++++ Given data

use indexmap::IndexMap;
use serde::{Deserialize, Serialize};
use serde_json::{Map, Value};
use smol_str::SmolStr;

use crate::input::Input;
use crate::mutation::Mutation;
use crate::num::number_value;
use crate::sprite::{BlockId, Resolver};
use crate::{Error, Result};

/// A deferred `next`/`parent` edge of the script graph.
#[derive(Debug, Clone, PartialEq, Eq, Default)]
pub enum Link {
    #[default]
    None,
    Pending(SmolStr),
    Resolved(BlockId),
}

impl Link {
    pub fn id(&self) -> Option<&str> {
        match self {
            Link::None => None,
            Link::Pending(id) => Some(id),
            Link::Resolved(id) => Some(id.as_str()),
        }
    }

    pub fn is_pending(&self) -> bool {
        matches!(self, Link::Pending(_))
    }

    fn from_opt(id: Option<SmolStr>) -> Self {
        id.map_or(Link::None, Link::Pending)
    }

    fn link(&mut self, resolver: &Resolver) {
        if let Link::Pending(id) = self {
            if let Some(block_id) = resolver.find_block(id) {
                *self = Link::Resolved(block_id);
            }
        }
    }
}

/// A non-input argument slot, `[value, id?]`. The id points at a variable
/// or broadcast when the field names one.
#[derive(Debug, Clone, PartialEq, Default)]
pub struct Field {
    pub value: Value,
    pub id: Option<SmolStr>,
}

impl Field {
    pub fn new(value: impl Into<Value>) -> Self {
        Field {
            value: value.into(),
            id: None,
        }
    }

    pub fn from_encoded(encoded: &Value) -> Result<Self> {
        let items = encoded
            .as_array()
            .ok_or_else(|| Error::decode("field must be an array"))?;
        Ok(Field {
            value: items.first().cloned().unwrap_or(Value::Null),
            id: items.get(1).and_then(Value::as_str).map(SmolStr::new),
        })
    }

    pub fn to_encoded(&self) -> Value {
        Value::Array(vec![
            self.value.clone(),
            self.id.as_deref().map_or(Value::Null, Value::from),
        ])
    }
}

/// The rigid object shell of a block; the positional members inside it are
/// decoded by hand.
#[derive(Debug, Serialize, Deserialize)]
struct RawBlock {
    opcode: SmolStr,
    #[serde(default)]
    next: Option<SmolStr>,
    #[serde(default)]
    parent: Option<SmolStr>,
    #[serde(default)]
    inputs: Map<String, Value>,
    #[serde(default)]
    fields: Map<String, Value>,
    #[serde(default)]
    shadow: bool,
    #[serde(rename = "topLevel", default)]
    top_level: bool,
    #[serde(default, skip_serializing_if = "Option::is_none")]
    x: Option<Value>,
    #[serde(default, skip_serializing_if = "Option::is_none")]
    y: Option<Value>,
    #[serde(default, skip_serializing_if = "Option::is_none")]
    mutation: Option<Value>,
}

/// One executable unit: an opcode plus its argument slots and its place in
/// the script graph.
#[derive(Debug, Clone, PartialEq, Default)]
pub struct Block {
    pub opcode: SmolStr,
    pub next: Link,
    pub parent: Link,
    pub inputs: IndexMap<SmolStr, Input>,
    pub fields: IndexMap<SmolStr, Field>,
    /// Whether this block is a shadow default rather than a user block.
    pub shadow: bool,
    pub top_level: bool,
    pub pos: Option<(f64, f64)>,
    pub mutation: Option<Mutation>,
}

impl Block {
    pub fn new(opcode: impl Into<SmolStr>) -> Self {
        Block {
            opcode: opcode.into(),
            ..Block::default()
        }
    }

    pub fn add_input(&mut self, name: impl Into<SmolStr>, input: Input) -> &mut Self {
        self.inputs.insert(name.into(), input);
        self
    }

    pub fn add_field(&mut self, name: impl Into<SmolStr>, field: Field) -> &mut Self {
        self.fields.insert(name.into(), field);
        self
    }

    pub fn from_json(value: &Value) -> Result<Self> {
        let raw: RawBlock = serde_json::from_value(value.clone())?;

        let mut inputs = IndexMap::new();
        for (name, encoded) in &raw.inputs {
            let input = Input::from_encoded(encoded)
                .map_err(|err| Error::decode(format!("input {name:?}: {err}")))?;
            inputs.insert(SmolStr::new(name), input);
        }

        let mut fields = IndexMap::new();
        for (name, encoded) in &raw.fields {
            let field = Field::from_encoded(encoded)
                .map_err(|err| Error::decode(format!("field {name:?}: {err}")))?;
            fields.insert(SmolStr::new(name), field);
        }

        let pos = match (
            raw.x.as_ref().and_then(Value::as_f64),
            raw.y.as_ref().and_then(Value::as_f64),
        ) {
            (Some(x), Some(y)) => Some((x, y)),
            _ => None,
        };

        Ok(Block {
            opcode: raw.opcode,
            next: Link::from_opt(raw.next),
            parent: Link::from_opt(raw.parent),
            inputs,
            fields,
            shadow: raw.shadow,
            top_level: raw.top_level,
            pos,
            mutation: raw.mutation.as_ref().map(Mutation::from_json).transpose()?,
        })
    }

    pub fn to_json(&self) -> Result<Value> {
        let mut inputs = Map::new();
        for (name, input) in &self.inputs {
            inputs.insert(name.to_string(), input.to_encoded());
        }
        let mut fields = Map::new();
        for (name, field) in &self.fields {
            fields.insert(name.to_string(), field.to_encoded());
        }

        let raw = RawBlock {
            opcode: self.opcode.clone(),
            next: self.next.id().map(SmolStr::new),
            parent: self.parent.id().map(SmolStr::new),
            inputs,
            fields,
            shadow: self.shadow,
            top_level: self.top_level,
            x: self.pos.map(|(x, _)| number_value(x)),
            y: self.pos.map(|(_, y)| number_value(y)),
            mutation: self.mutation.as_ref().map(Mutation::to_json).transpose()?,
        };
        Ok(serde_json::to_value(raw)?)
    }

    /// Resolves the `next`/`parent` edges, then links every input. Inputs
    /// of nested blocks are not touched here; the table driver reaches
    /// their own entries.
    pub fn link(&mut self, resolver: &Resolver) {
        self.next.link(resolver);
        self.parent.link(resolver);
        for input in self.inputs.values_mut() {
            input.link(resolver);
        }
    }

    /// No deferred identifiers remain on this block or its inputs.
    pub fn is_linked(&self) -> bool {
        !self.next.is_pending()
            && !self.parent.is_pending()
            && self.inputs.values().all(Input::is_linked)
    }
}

++++++++
++++ Given data

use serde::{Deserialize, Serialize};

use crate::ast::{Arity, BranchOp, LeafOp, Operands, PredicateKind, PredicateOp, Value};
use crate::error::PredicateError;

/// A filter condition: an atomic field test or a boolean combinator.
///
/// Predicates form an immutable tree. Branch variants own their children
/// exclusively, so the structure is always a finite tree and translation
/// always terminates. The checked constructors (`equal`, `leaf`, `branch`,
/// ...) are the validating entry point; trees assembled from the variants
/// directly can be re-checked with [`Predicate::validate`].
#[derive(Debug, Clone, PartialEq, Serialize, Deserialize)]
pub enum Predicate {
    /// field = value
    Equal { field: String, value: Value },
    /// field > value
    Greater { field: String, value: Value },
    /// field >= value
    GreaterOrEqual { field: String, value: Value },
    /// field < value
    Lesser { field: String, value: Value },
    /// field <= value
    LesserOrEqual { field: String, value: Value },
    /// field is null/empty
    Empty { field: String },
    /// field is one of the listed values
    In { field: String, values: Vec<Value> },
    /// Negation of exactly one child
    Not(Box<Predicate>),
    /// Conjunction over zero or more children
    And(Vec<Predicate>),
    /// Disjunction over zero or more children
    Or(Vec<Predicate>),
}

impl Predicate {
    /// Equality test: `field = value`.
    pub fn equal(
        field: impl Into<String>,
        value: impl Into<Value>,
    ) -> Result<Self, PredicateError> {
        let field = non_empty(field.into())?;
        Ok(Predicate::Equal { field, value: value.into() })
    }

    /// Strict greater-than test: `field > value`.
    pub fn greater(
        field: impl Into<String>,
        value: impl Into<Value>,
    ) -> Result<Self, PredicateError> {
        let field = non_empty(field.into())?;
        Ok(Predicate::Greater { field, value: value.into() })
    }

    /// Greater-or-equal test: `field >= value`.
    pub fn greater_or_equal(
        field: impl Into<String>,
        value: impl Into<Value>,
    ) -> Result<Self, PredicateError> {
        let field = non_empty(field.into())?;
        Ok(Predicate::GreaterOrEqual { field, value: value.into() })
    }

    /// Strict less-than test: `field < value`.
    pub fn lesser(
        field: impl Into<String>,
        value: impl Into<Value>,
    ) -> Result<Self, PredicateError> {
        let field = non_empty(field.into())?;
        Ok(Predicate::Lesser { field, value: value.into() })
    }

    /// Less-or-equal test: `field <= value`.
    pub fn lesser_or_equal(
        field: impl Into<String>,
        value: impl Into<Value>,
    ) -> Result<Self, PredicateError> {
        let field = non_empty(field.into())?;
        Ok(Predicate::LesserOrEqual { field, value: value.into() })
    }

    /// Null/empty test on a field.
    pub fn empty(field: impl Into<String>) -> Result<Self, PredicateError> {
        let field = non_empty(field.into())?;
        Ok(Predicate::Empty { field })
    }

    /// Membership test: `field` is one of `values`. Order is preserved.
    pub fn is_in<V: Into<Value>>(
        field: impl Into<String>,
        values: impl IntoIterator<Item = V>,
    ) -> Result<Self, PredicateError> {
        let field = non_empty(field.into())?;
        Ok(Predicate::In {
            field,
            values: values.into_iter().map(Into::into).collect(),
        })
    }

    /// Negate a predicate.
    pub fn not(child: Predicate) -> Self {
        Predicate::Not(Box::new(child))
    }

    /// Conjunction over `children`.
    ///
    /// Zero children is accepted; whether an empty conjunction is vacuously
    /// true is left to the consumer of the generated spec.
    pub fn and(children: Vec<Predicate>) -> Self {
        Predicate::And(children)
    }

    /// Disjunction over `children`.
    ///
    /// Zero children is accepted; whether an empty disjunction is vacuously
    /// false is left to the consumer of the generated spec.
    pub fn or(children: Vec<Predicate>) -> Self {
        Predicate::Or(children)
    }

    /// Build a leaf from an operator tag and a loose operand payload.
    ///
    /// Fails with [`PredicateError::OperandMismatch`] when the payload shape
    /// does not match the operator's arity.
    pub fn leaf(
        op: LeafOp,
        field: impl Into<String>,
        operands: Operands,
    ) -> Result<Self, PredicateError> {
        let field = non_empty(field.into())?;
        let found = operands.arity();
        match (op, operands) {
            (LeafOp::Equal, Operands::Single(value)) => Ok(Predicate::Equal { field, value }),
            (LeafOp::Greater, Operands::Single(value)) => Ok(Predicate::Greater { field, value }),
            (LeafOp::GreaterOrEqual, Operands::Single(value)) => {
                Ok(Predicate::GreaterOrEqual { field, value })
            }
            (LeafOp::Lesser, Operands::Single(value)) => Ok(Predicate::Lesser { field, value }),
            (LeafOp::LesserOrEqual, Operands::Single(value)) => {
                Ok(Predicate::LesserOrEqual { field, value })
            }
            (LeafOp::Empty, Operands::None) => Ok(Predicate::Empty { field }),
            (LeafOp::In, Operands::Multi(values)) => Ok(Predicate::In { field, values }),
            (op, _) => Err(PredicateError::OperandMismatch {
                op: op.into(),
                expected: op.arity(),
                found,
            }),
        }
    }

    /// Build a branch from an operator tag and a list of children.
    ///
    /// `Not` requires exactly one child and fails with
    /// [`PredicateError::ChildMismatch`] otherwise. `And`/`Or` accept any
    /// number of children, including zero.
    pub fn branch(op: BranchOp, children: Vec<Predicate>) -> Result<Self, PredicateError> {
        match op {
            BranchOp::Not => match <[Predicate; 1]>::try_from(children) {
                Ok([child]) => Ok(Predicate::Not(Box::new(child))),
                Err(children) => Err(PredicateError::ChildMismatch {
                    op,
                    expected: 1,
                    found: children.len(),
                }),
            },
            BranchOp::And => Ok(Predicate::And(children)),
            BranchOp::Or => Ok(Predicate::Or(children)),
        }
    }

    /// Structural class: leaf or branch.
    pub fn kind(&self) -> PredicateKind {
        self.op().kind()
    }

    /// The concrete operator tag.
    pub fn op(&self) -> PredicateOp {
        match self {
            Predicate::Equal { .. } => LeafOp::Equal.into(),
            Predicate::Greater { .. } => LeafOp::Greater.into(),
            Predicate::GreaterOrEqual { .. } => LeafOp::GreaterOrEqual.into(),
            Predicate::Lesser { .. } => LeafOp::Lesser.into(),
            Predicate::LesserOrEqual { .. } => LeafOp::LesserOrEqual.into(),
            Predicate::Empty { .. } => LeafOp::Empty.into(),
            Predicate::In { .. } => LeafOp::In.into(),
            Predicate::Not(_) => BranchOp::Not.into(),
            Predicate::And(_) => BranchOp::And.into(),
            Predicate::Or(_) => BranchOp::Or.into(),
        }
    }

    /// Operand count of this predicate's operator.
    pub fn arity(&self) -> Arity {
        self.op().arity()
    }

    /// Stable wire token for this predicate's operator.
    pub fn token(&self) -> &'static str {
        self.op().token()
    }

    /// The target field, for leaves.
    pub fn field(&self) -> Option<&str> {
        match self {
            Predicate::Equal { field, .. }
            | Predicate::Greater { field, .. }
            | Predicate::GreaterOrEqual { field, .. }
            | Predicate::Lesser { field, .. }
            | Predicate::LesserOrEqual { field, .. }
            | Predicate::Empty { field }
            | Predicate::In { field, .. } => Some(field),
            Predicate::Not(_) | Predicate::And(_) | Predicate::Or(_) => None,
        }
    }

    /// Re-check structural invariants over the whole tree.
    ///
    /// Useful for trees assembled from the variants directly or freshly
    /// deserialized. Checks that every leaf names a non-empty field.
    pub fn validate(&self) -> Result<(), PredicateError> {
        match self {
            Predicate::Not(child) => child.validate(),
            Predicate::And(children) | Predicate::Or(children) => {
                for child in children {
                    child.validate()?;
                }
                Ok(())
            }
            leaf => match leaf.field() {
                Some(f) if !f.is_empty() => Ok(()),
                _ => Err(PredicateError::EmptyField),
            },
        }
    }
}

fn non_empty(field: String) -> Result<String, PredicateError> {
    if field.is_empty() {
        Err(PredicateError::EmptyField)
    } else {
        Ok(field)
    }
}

++++++++

What you will do –
Report the number of lines in the entries where the word "over" occurs, and add nothing else.

Reply –
5